结果:1.空白对照组和大黄素对照组细胞成立方型或球形生长,具有典型的上皮细胞铺路石样形态特征,各组a-SMA和E-cad表达无差异。与对照组相比,IL-1β诱导组细胞细胞明显肥大、拉长呈梭形,a-SMA表达明显增强,E-cad明显减少,上述变化随时间的延长越明显。与IL-1β诱导组比较,大黄素阻断各组细胞形态接近对照组肾小管上皮细胞形态,a-SMA表达明显减少,E-cad表达较明显增加。大黄素对IL-1β的抑制作用在大黄素浓度为25μg/ml,培养48h时最明显。
2.空白对照组和大黄素对照表现出上皮细胞生长特征,两组细胞表达a-SMA、E-cad、TGF-β1、ILK及分泌FN均无差异。与对照组比较,IL-1β诱导组细胞表现出肌成纤维细胞生长特征,a-SMA、TGF-β1、ILK的表达及FN分泌明显增加,E-cad表达减少。与IL-1β诱导组比较,大黄素阻断组、SB431542阻断组、大黄素和SB431542共同阻断组均表现出NRK52E细胞形态接近对照组肾小管上皮细胞形态,a-SMA、ILK的表达和FN分泌明显抑制,E-cad表达明显增加。ILK表达与a-SMA表达及FN分泌成正相关,与E-cad表达成负相关。组间比较其抑制IL-1β作用由强到弱的顺序为:大黄素和SB431542共同阻断组、SB431542阻断组、大黄素阻断组。免疫组化结果显示大黄素阻断组、大黄素和SB431542共同阻断组TGF-β1表达较IL-1β诱导组明显减少,两组间比较无差异。TGF-β1表达与a-SMA、ILK表达及FN分泌成正相关,与E-cad表达成负相关。SB431542阻断组TGF-β1表达和IL-1β诱导组比较无差异。大黄素预处理组和大黄素阻断组比较各项指标无明显差异。大黄素逆转组和IL-1β诱导组比较各项指标无明显差异。

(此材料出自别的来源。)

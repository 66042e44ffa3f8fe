//! Radio Collaborator Interfaces Library
//!
//! This crate provides the radio abstraction consumed by the PHY Tx/Rx thread:
//! per-tick sample buffer sets, the ZMQ IQ driver for srsRAN-compatible peers and
//! a synthetic loopback radio.

pub mod loopback;
pub mod radio;
pub mod zmq_rf;

pub use loopback::{LoopbackConfig, LoopbackRadio, TxRecord};
pub use radio::{RadioEventHandler, RadioInterface, RfBufferSet, RfTimestamp};
pub use zmq_rf::{RfStats, ZmqRadio, ZmqRadioConfig};

use thiserror::Error;

/// Interface errors
#[derive(Error, Debug)]
pub enum InterfaceError {
    #[error("ZMQ error: {0}")]
    ZmqError(#[from] zmq::Error),

    #[error("Invalid message format")]
    InvalidMessage,

    #[error("Interface not initialized")]
    NotInitialized,

    #[error("Invalid configuration: {0}")]
    InvalidConfig(String),

    #[error("Receive overflow: samples lost at timestamp {0}")]
    Overflow(u64),

    #[error("Transmit underflow at timestamp {0}")]
    Underflow(u64),

    #[error("Late transmission: timestamp {requested} behind stream position {current}")]
    Late { requested: u64, current: u64 },

    #[error("Operation timed out")]
    Timeout,
}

结论:IL-1β可诱导肾小管上皮细胞转分化,促进FN的分泌,并增加TGF-β1、ILK的表达。大黄素能抑制IL-1β诱导的肾小管上皮细胞转分化、FN的分泌及TGF-β1、ILK的表达。SB431542可抑制IL-1β诱导的肾小管上皮细胞转分化、FN分泌及ILK的表达。大黄素和SB431542同时作用更明显地抑制IL-1β诱导的肾小管上皮细胞转分化、FN分泌及ILK的表达。TGF-β1是ILK的上游信号介质,细胞内存在TGF-β1/ILK信号通路。IL-1β诱导肾小管上皮细胞转分化的机制部分是通过激活TGF-β1/ILK信号通路而实现的;大黄素抑制IL-1β诱导的肾小管上皮细胞转分化的机制部分是通过抑制TGF-β1/ILK信号通路实现的。大黄素可作为药物防治肾间质纤维化及终末期肾脏疾病的新的研究方向。